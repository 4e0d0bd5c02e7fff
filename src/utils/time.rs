use chrono::{DateTime, Duration, Utc};
use parking_lot::Mutex;

/// Half-width of the search window used when an event has to be found by teams and date.
pub const FALLBACK_WINDOW_HOURS: i64 = 12;

/// Source of "now" for anything time-dependent (cache expiry, game-start checks).
pub trait Clock: Send + Sync {
    fn now(&self) -> DateTime<Utc>;
}

/// Wall clock.
#[derive(Clone, Copy, Debug, Default)]
pub struct SystemClock;

impl Clock for SystemClock {
    fn now(&self) -> DateTime<Utc> {
        Utc::now()
    }
}

/// Manually driven clock for tests and replays.
#[derive(Debug)]
pub struct FixedClock {
    now: Mutex<DateTime<Utc>>,
}

impl FixedClock {
    pub fn new(now: DateTime<Utc>) -> Self {
        Self { now: Mutex::new(now) }
    }

    pub fn set(&self, now: DateTime<Utc>) {
        *self.now.lock() = now;
    }

    pub fn advance(&self, by: Duration) {
        let mut now = self.now.lock();
        *now += by;
    }
}

impl Clock for FixedClock {
    fn now(&self) -> DateTime<Utc> {
        *self.now.lock()
    }
}

/// Returns true once `now` has reached the scheduled start.
pub fn has_started(now: DateTime<Utc>, starts_at: DateTime<Utc>) -> bool {
    now >= starts_at
}

/// Search window `[start - hours, start + hours]` for the team/date fallback lookup.
pub fn fallback_window(starts_at: DateTime<Utc>, hours: i64) -> (DateTime<Utc>, DateTime<Utc>) {
    let half = Duration::hours(hours);
    (starts_at - half, starts_at + half)
}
______
REQUIREMENT |
Would you please copy each line of the listing that contains the word "Duration"?

OUTPUT OF THE EXERCISE |
use chrono::{DateTime, Duration, Utc};
    pub fn advance(&self, by: Duration) {
    let half = Duration::hours(hours);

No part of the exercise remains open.